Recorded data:
//! Error types returned by the memory manager.

use core::fmt;

use crate::{MappingId, PageNumber, ProcessId, VirtualAddress, fault::FaultError};

/// Errors reported by a block device.
#[derive(Debug, Clone, Copy, PartialEq, Eq)]
pub enum BlockError {
    /// The sector lies beyond the end of the device.
    OutOfRange { sector: u32 },
    /// The device reported a transfer failure.
    Device,
}

impl fmt::Display for BlockError {
    fn fmt(&self, f: &mut fmt::Formatter<'_>) -> fmt::Result {
        match self {
            Self::OutOfRange { sector } => write!(f, "sector {sector} is out of range"),
            Self::Device => f.write_str("device transfer failed"),
        }
    }
}

impl core::error::Error for BlockError {}

/// Errors that can occur in memory manager operations.
#[derive(Debug, Clone, Copy, PartialEq, Eq)]
pub enum VmError {
    /// No free frame and nothing could be evicted.
    OutOfFrames,
    /// Every swap slot is in use.
    SwapFull,
    /// The swap device failed.
    Io(BlockError),
    /// A backing file accepted fewer bytes than a page write-back required.
    ShortWrite,
    /// The mapping address is zero.
    NullAddress,
    /// The mapping address is not page-aligned.
    Misaligned(VirtualAddress),
    /// The mapping has no extent, or does not fit in user space.
    InvalidLength,
    /// The file to map has length zero.
    EmptyFile,
    /// The page is already in use or crosses the stack boundary.
    Overlap(PageNumber),
    NoSuchProcess(ProcessId),
    ProcessExists(ProcessId),
    NoSuchMapping(MappingId),
    /// A user access could not be satisfied by the fault handler.
    Fault(FaultError),
}

impl fmt::Display for VmError {
    fn fmt(&self, f: &mut fmt::Formatter<'_>) -> fmt::Result {
        match self {
            Self::OutOfFrames => f.write_str("out of physical frames"),
            Self::SwapFull => f.write_str("swap is full"),
            Self::Io(err) => write!(f, "swap i/o error: {err}"),
            Self::ShortWrite => f.write_str("short write to backing file"),
            Self::NullAddress => f.write_str("cannot map at address zero"),
            Self::Misaligned(addr) => write!(f, "address {addr} is not page-aligned"),
            Self::InvalidLength => f.write_str("invalid mapping length"),
            Self::EmptyFile => f.write_str("cannot map an empty file"),
            Self::Overlap(page) => write!(f, "page {page:?} is already in use"),
            Self::NoSuchProcess(pid) => write!(f, "no address space for {pid}"),
            Self::ProcessExists(pid) => write!(f, "{pid} already has an address space"),
            Self::NoSuchMapping(id) => write!(f, "no mapping {id}"),
            Self::Fault(err) => write!(f, "unresolved page fault: {err}"),
        }
    }
}

impl core::error::Error for VmError {}

impl From<BlockError> for VmError {
    fn from(err: BlockError) -> Self {
        Self::Io(err)
    }
}

impl From<FaultError> for VmError {
    fn from(err: FaultError) -> Self {
        Self::Fault(err)
    }
}
//! Page table entry for software emulation.

use crate::PhysicalAddress;

use super::flags::PageFlags;

/// A single leaf page table entry for software emulation.
///
/// Bits 12-31 hold the frame address, bits 0-11 hold the flags.
#[derive(Debug, Clone, Copy, PartialEq, Eq, Default)]
#[repr(transparent)]
pub struct PageEntry(usize);

impl PageEntry {
    const ADDRESS_MASK: usize = 0xFFFF_F000;
    const FLAGS_MASK: usize = 0xFFF;

    /// Creates a new page table entry.
    ///
    /// The physical address must be page-aligned.
    pub fn new(address: PhysicalAddress, flags: PageFlags) -> Self {
        debug_assert!(
            address.as_usize() & Self::FLAGS_MASK == 0,
            "physical address must be page-aligned"
        );
        Self((address.as_usize() & Self::ADDRESS_MASK) | (flags.as_usize() & Self::FLAGS_MASK))
    }

    /// Returns the physical address stored in this entry, if present.
    pub fn address(self) -> Option<PhysicalAddress> {
        if self.is_present() {
            Some(PhysicalAddress::new(self.0 & Self::ADDRESS_MASK))
        } else {
            None
        }
    }

    /// Returns the flags for this entry.
    pub fn flags(self) -> PageFlags {
        PageFlags::from(self.0 & Self::FLAGS_MASK)
    }

    /// Sets the flags for this entry, preserving the address.
    pub fn set_flags(&mut self, flags: PageFlags) {
        self.0 = (self.0 & Self::ADDRESS_MASK) | (flags.as_usize() & Self::FLAGS_MASK);
    }

    /// Returns whether this entry is present.
    pub fn is_present(self) -> bool {
        self.flags().is_present()
    }
}
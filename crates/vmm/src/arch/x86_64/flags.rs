//! Page table entry flags for x86_64 architecture.

use ::x86_64::structures::paging::PageTableFlags;

/// Page table entry flags for x86_64.
///
/// This wraps the x86_64 crate's page table entry flags, exposing only the bits
/// the pager reads or writes.
#[derive(Debug, Clone, Copy, PartialEq, Eq)]
pub struct PageFlags(PageTableFlags);

impl From<usize> for PageFlags {
    fn from(value: usize) -> Self {
        Self(PageTableFlags::from_bits_truncate(value as u64))
    }
}

impl PageFlags {
    /// Creates empty page flags (page not present).
    pub const fn empty() -> Self {
        Self(PageTableFlags::empty())
    }

    /// Flags for a present user page.
    pub fn user_page(writable: bool) -> Self {
        let mut flags = PageTableFlags::PRESENT | PageTableFlags::USER_ACCESSIBLE;
        flags.set(PageTableFlags::WRITABLE, writable);
        Self(flags)
    }

    /// Returns the raw usize value of these flags.
    pub const fn as_usize(self) -> usize {
        self.0.bits() as usize
    }

    pub fn is_present(self) -> bool {
        self.0.contains(PageTableFlags::PRESENT)
    }

    pub fn is_writable(self) -> bool {
        self.0.contains(PageTableFlags::WRITABLE)
    }

    pub fn is_accessed(self) -> bool {
        self.0.contains(PageTableFlags::ACCESSED)
    }

    pub fn set_accessed(&mut self, accessed: bool) {
        self.0.set(PageTableFlags::ACCESSED, accessed);
    }

    pub fn is_dirty(self) -> bool {
        self.0.contains(PageTableFlags::DIRTY)
    }

    pub fn set_dirty(&mut self, dirty: bool) {
        self.0.set(PageTableFlags::DIRTY, dirty);
    }
}

impl Default for PageFlags {
    fn default() -> Self {
        Self::empty()
    }
}
impl FrameTable {
    pub fn new(pool: FramePool) -> Self {
        let records = (0..pool.total_frames()).map(|_| None).collect::<Vec<_>>();
        log::info!("frame table: {} user frames", pool.total_frames());
        Self {
            pool,
            records: records.into_boxed_slice(),
            head: None,
            hand: None,
            queued: 0,
            resident: 0,
            evictions: 0,
        }
    }

    /// Obtains a frame for `owner`'s `page`.
    ///
    /// Takes a free frame from the pool if there is one, otherwise evicts the
    /// victim chosen by the clock. The returned frame is recorded as referenced
    /// and is not an eviction candidate until
    /// [`mark_not_referenced`](Self::mark_not_referenced) is called.
    ///
    /// # Panics
    ///
    /// Panics on failure if `flags` contains [`AllocFlags::ASSERT`].
    pub fn acquire(
        &mut self,
        flags: AllocFlags,
        owner: ProcessId,
        page: PageNumber,
        owners: &mut impl FrameOwners,
    ) -> Result<FrameNumber, VmError> {
        let frame = match self.pool.allocate() {
            Some(frame) => frame,
            None => match self.evict(owners) {
                Ok(frame) => frame,
                Err(err) if flags.contains(AllocFlags::ASSERT) => {
                    panic!("no frame available for {page:?} of {owner}: {err}")
                }
                Err(err) => return Err(err),
            },
        };

        if flags.contains(AllocFlags::ZERO) {
            self.pool.bytes_mut(frame).fill(0);
        }

        let index = self.pool.index_of(frame);
        debug_assert!(self.records[index].is_none());
        self.records[index] = Some(FrameRecord {
            owner,
            page,
            referenced: true,
            next: index,
            prev: index,
        });
        self.resident += 1;
        Ok(frame)
    }

    /// Makes `frame` an eviction candidate.
    ///
    /// The first call appends the frame to the clock queue; later calls do
    /// nothing. Returns `false` if the frame is not tracked.
    pub fn mark_not_referenced(&mut self, frame: FrameNumber) -> bool {
        if !self.pool.contains(frame) {
            return false;
        }
        let index = self.pool.index_of(frame);
        match &self.records[index] {
            None => false,
            Some(record) if !record.referenced => true,
            Some(_) => {
                self.push_back(index);
                true
            }
        }
    }

    /// Stops tracking `frame` and returns it to the pool.
    ///
    /// # Panics
    ///
    /// Panics if the frame is not tracked.
    pub fn release(&mut self, frame: FrameNumber) {
        let index = self.pool.index_of(frame);
        let record = self.records[index]
            .as_ref()
            .unwrap_or_else(|| panic!("releasing untracked {frame:?}"));
        if !record.referenced {
            self.unlink(index);
        }
        self.records[index] = None;
        self.resident -= 1;
        self.pool.deallocate(frame);
    }

    /// Returns the owner and page backed by `frame`, if it is tracked.
    pub fn owner_of(&self, frame: FrameNumber) -> Option<(ProcessId, PageNumber)> {
        if !self.pool.contains(frame) {
            return None;
        }
        let record = self.records[self.pool.index_of(frame)].as_ref()?;
        Some((record.owner, record.page))
    }

    pub fn bytes(&self, frame: FrameNumber) -> &[u8] {
        self.pool.bytes(frame)
    }

    pub fn bytes_mut(&mut self, frame: FrameNumber) -> &mut [u8] {
        self.pool.bytes_mut(frame)
    }

    pub fn total_frames(&self) -> usize {
        self.pool.total_frames()
    }

    pub fn free_frames(&self) -> usize {
        self.pool.free_frames()
    }

    /// Frames currently owned by some page.
    pub fn resident_frames(&self) -> usize {
        self.resident
    }

    /// Frames in the clock queue.
    pub fn queued_frames(&self) -> usize {
        self.queued
    }

    pub fn evictions(&self) -> u64 {
        self.evictions
    }

    /// Frame the clock hand points at.
    pub fn hand(&self) -> Option<FrameNumber> {
        self.hand.map(|index| self.pool.frame_at(index))
    }

    fn record(&self, index: usize) -> &FrameRecord {
        self.records[index]
            .as_ref()
            .expect("clock queue links to an untracked frame")
    }

    fn record_mut(&mut self, index: usize) -> &mut FrameRecord {
        self.records[index]
            .as_mut()
            .expect("clock queue links to an untracked frame")
    }

    fn push_back(&mut self, index: usize) {
        match self.head {
            None => {
                let record = self.record_mut(index);
                record.next = index;
                record.prev = index;
                self.head = Some(index);
                self.hand = Some(index);
            }
            Some(head) => {
                let tail = self.record(head).prev;
                let record = self.record_mut(index);
                record.next = head;
                record.prev = tail;
                self.record_mut(tail).next = index;
                self.record_mut(head).prev = index;
            }
        }
        self.record_mut(index).referenced = false;
        self.queued += 1;
    }

    /// Removes `index` from the ring, moving the head and hand past it.
    fn unlink(&mut self, index: usize) {
        if self.queued == 1 {
            self.head = None;
            self.hand = None;
        } else {
            let FrameRecord { next, prev, .. } = *self.record(index);
            self.record_mut(prev).next = next;
            self.record_mut(next).prev = prev;
            if self.head == Some(index) {
                self.head = Some(next);
            }
            if self.hand == Some(index) {
                self.hand = Some(next);
            }
        }
        self.queued -= 1;
    }

    /// Runs the clock from the hand until it finds a page whose accessed bit
    /// is clear, clearing the bits it passes over.
    ///
    /// Terminates within one revolution plus one step, since every page the
    /// hand passes loses its accessed bit.
    fn select_victim(&mut self, owners: &mut impl FrameOwners) -> Option<usize> {
        let mut hand = self.hand?;
        loop {
            let FrameRecord {
                owner, page, next, ..
            } = *self.record(hand);
            if !owners.test_and_clear_accessed(owner, page) {
                self.hand = Some(hand);
                return Some(hand);
            }
            #[cfg(feature = "detailed-logging")]
            log::trace!("clock: second chance for {page:?} of {owner}");
            hand = next;
        }
    }

    /// Evicts the first victim the clock finds whose owner can persist it.
    ///
    /// A victim that cannot be written out stays resident and the hand moves
    /// past it. After one revolution every accessed bit is clear, so within
    /// two revolutions each candidate has been tried; the last error is
    /// returned if none could be evicted.
    fn evict(&mut self, owners: &mut impl FrameOwners) -> Result<FrameNumber, VmError> {
        let mut attempts = 2 * self.queued;
        let victim = loop {
            let victim = self.select_victim(owners).ok_or(VmError::OutOfFrames)?;
            let FrameRecord {
                owner, page, next, ..
            } = *self.record(victim);
            let frame = self.pool.frame_at(victim);
            match owners.evict(owner, page, self.pool.bytes(frame)) {
                Ok(()) => break victim,
                Err(err) => {
                    log::debug!("cannot evict {page:?} of {owner}: {err}");
                    self.hand = Some(next);
                    attempts -= 1;
                    if attempts == 0 {
                        return Err(err);
                    }
                }
            }
        };
        let frame = self.pool.frame_at(victim);
        let FrameRecord { owner, page, .. } = *self.record(victim);

        self.unlink(victim);
        self.records[victim] = None;
        self.resident -= 1;
        self.evictions += 1;
        log::debug!("evicted {frame:?} backing {page:?} of {owner}");
        Ok(frame)
    }
}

Task to carry out: Repeat every line of the data word for word until you have repeated the line that contains "the stack boundary.", which is the last one to include.

Written solution:
//! Error types returned by the memory manager.

use core::fmt;

use crate::{MappingId, PageNumber, ProcessId, VirtualAddress, fault::FaultError};

/// Errors reported by a block device.
#[derive(Debug, Clone, Copy, PartialEq, Eq)]
pub enum BlockError {
    /// The sector lies beyond the end of the device.
    OutOfRange { sector: u32 },
    /// The device reported a transfer failure.
    Device,
}

impl fmt::Display for BlockError {
    fn fmt(&self, f: &mut fmt::Formatter<'_>) -> fmt::Result {
        match self {
            Self::OutOfRange { sector } => write!(f, "sector {sector} is out of range"),
            Self::Device => f.write_str("device transfer failed"),
        }
    }
}

impl core::error::Error for BlockError {}

/// Errors that can occur in memory manager operations.
#[derive(Debug, Clone, Copy, PartialEq, Eq)]
pub enum VmError {
    /// No free frame and nothing could be evicted.
    OutOfFrames,
    /// Every swap slot is in use.
    SwapFull,
    /// The swap device failed.
    Io(BlockError),
    /// A backing file accepted fewer bytes than a page write-back required.
    ShortWrite,
    /// The mapping address is zero.
    NullAddress,
    /// The mapping address is not page-aligned.
    Misaligned(VirtualAddress),
    /// The mapping has no extent, or does not fit in user space.
    InvalidLength,
    /// The file to map has length zero.
    EmptyFile,
    /// The page is already in use or crosses the stack boundary.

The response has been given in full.